Exercise aim ::
Give back, word for word, the line that contains "let mut use_block: HashMap<Label, TempSet>" and all lines after it in the material, through the last; please include only these.

Input ::
"""

//! Control-flow graph construction over the flat TAC sequence
//!
//! Each procedure's instruction range is split into basic blocks at labels;
//! fall-through is made explicit with an inserted `jmp`, so blocks stay
//! correct under any reordering. The successor graph maps a block label to
//! `(target label, jump instruction)` edges; the instruction handle is
//! shared with the block, which lets the jump-threading passes retarget a
//! branch through the edge it travels.

pub mod block;
pub mod opt;

pub use block::{BasicBlock, SharedInstr, TempSet, share};

use crate::lower::Context;
use crate::tac::{Instr, Opcode, Temp, is_ordinary};
use std::collections::{HashMap, HashSet};

/// Label of a block, used as the graph's node key.
pub type Label = Temp;

#[derive(Default)]
pub struct Cfg {
    pub blocks: Vec<BasicBlock>,
    /// Successor edges: block label -> (target label, via-instruction).
    pub graph: HashMap<Label, Vec<(Label, SharedInstr)>>,
    /// Value roots: `original_temp[t]` names the value a temporary holds,
    /// following copy chains, literal constants, and ALU results. Only
    /// single-definition temporaries participate, so equal roots mean equal
    /// runtime values; the conditional jump threading pass relies on this
    /// to equate the operands of repeated tests.
    pub original_temp: HashMap<Temp, Temp>,
    /// Temporaries referenced outside their defining procedure (captured
    /// variables). They are always treated as live.
    pub escaped: HashSet<Temp>,
}

impl Cfg {
    /// Build the CFG for every procedure indexed by `ctx.procs`.
    pub fn build(ctx: &Context, instr: &[Instr]) -> Self {
        let mut cfg = Cfg::default();
        cfg.make_blocks(ctx, instr);
        cfg.make_graph();
        cfg.find_escaped(ctx, instr);
        cfg
    }

    fn make_blocks(&mut self, ctx: &Context, instr: &[Instr]) {
        for &(start, finish) in &ctx.procs {
            let mut i = start + 1;
            debug_assert_eq!(instr[i].opcode, Opcode::Label);

            while i <= finish {
                let mut block_instr: Vec<SharedInstr> = Vec::new();
                if i == start + 1 {
                    block_instr.push(share(instr[start].clone()));
                }

                let mut j = i + 1;
                while j <= finish && instr[j].opcode != Opcode::Label {
                    j += 1;
                }
                for tac in &instr[i..j] {
                    block_instr.push(share(tac.clone()));
                }

                // make fall-through explicit
                let last = block_instr.last().unwrap().borrow().opcode;
                if last != Opcode::Jmp && last != Opcode::Ret {
                    debug_assert!(j <= finish, "procedure falls off its final block");
                    block_instr.push(share(Instr::jmp(instr[j].args[0].clone())));
                }

                let is_start = i == start + 1;
                self.blocks.push(BasicBlock::new(block_instr, is_start));
                i = j;
            }

        }
        self.build_value_roots(instr);
    }

    /// Assign a value root to every single-definition temporary. Constants
    /// root at their literal, copies inherit their source's root, ALU
    /// results root at `op(root, root)`, and anything else roots at itself.
    /// Temporaries defined more than once (variable cells under assignment,
    /// boolean joins) get no root and never participate in value equations.
    fn build_value_roots(&mut self, instr: &[Instr]) {
        let mut def_count: HashMap<Temp, usize> = HashMap::new();
        for tac in instr {
            if tac.opcode == Opcode::Label || tac.opcode.is_jump() || tac.opcode == Opcode::Param {
                continue;
            }
            if let Some(result) = &tac.result {
                *def_count.entry(result.clone()).or_default() += 1;
            }
        }

        let single = |t: &Temp| def_count.get(t) == Some(&1);

        for tac in instr {
            if tac.opcode == Opcode::Label || tac.opcode.is_jump() || tac.opcode == Opcode::Param {
                continue;
            }
            let Some(result) = &tac.result else { continue };
            if !single(result) {
                continue;
            }
            let root = match tac.opcode {
                Opcode::Const => Some(tac.args[0].clone()),
                Opcode::Copy if tac.args.len() == 1 => {
                    self.original_temp.get(&tac.args[0]).cloned()
                }
                Opcode::Add
                | Opcode::Sub
                | Opcode::And
                | Opcode::Or
                | Opcode::Xor
                | Opcode::Mul
                | Opcode::Div
                | Opcode::Mod
                | Opcode::Shl
                | Opcode::Shr => {
                    let lhs = self.original_temp.get(&tac.args[0]);
                    let rhs = self.original_temp.get(&tac.args[1]);
                    match (lhs, rhs) {
                        (Some(l), Some(r)) => {
                            Some(format!("{}({},{})", tac.opcode.as_str(), l, r))
                        }
                        _ => None,
                    }
                }
                _ => Some(result.clone()),
            };
            if let Some(root) = root {
                self.original_temp.insert(result.clone(), root);
            }
        }
    }

    fn make_graph(&mut self) {
        self.graph.clear();
        for block in &self.blocks {
            let edges = self.graph.entry(block.label.clone()).or_default();
            for jump in block.jumps() {
                let target = jump.borrow().branch_target().cloned();
                if let Some(target) = target {
                    edges.push((target, jump.clone()));
                }
            }
        }
    }

    fn find_escaped(&mut self, ctx: &Context, instr: &[Instr]) {
        let mut def_proc: HashMap<Temp, usize> = HashMap::new();
        for (proc_index, &(start, finish)) in ctx.procs.iter().enumerate() {
            for tac in &instr[start + 1..=finish] {
                if let Some(result) = &tac.result
                    && is_ordinary(result)
                {
                    def_proc.entry(result.clone()).or_insert(proc_index);
                }
            }
        }
        for (proc_index, &(start, finish)) in ctx.procs.iter().enumerate() {
            for tac in &instr[start + 1..=finish] {
                for operand in tac.args.iter().chain(tac.result.iter()) {
                    if is_ordinary(operand)
                        && def_proc.get(operand).is_some_and(|&p| p != proc_index)
                    {
                        self.escaped.insert(operand.clone());
                    }
                }
            }
        }
    }

    /// Re-flatten the blocks to a TAC sequence, globals first.
    pub fn make_tac(&self, ctx: &Context) -> Vec<Instr> {
        let mut instr: Vec<Instr> = ctx.globals.clone();
        for block in &self.blocks {
            for shared in &block.instr {
                instr.push(shared.borrow().clone());
            }
        }
        instr
    }

    pub fn block_index(&self, label: &str) -> Option<usize> {
        self.blocks.iter().position(|b| b.label == label)
    }

    fn dfs(&self, label: &str, visited: &mut HashSet<Label>) {
        visited.insert(label.to_string());
        if let Some(edges) = self.graph.get(label) {
            for (target, _) in edges.clone() {
                if !visited.contains(&target) {
                    self.dfs(&target, visited);
                }
            }
        }
    }

    /// Unreachable-code elimination: DFS from every procedure's starting
    /// block, drop blocks never reached.
    pub fn uce(&mut self) {
        let mut visited = HashSet::new();
        for block in &self.blocks {
            if block.start {
                self.dfs(&block.label.clone(), &mut visited);
            }
        }
        self.blocks.retain(|b| visited.contains(&b.label));
        self.graph.retain(|label, _| visited.contains(label));
    }

    /// Block-level liveness to fixpoint, then per-instruction sets.
    pub fn build_liveness(&mut self) {
        let labels: Vec<Label> = self.blocks.iter().map(|b| b.label.clone()).collect();
        let mut def_block: HashMap<Label, TempSet> = HashMap::new();
        let mut use_block: HashMap<Label, TempSet> = HashMap::new();

        for block in &mut self.blocks {
            let label = block.label.clone();
            let mut def = TempSet::new();
            let mut uses = TempSet::new();
            block.build_def_use(&mut def, &mut uses);
            def_block.insert(label.clone(), def);
            use_block.insert(label, uses);
        }

        let mut live_in: HashMap<Label, TempSet> = HashMap::new();
        let mut live_out: HashMap<Label, TempSet> = HashMap::new();

        let mut changed = true;
        while changed {
            changed = false;
            for label in labels.iter().rev() {
                let mut out = TempSet::new();
                if let Some(edges) = self.graph.get(label) {
                    for (succ, _) in edges {
                        if let Some(succ_in) = live_in.get(succ) {
                            out.extend(succ_in.iter().cloned());
                        }
                    }
                }
                // captured temporaries stay live across the whole procedure
                out.extend(self.escaped.iter().cloned());

                let mut input: TempSet = use_block[label].clone();
                input.extend(out.difference(&def_block[label]).cloned());

                if live_in.get(label) != Some(&input) || live_out.get(label) != Some(&out) {
                    changed = true;
                }
                live_in.insert(label.clone(), input);
                live_out.insert(label.clone(), out);
            }
        }

        for block in &mut self.blocks {
            let out = live_out[&block.label].clone();
            block.build_liveness(&out);
        }
    }
}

"""

Your solution ::
        let mut use_block: HashMap<Label, TempSet> = HashMap::new();

        for block in &mut self.blocks {
            let label = block.label.clone();
            let mut def = TempSet::new();
            let mut uses = TempSet::new();
            block.build_def_use(&mut def, &mut uses);
            def_block.insert(label.clone(), def);
            use_block.insert(label, uses);
        }

        let mut live_in: HashMap<Label, TempSet> = HashMap::new();
        let mut live_out: HashMap<Label, TempSet> = HashMap::new();

        let mut changed = true;
        while changed {
            changed = false;
            for label in labels.iter().rev() {
                let mut out = TempSet::new();
                if let Some(edges) = self.graph.get(label) {
                    for (succ, _) in edges {
                        if let Some(succ_in) = live_in.get(succ) {
                            out.extend(succ_in.iter().cloned());
                        }
                    }
                }
                // captured temporaries stay live across the whole procedure
                out.extend(self.escaped.iter().cloned());

                let mut input: TempSet = use_block[label].clone();
                input.extend(out.difference(&def_block[label]).cloned());

                if live_in.get(label) != Some(&input) || live_out.get(label) != Some(&out) {
                    changed = true;
                }
                live_in.insert(label.clone(), input);
                live_out.insert(label.clone(), out);
            }
        }

        for block in &mut self.blocks {
            let out = live_out[&block.label].clone();
            block.build_liveness(&out);
        }
    }
}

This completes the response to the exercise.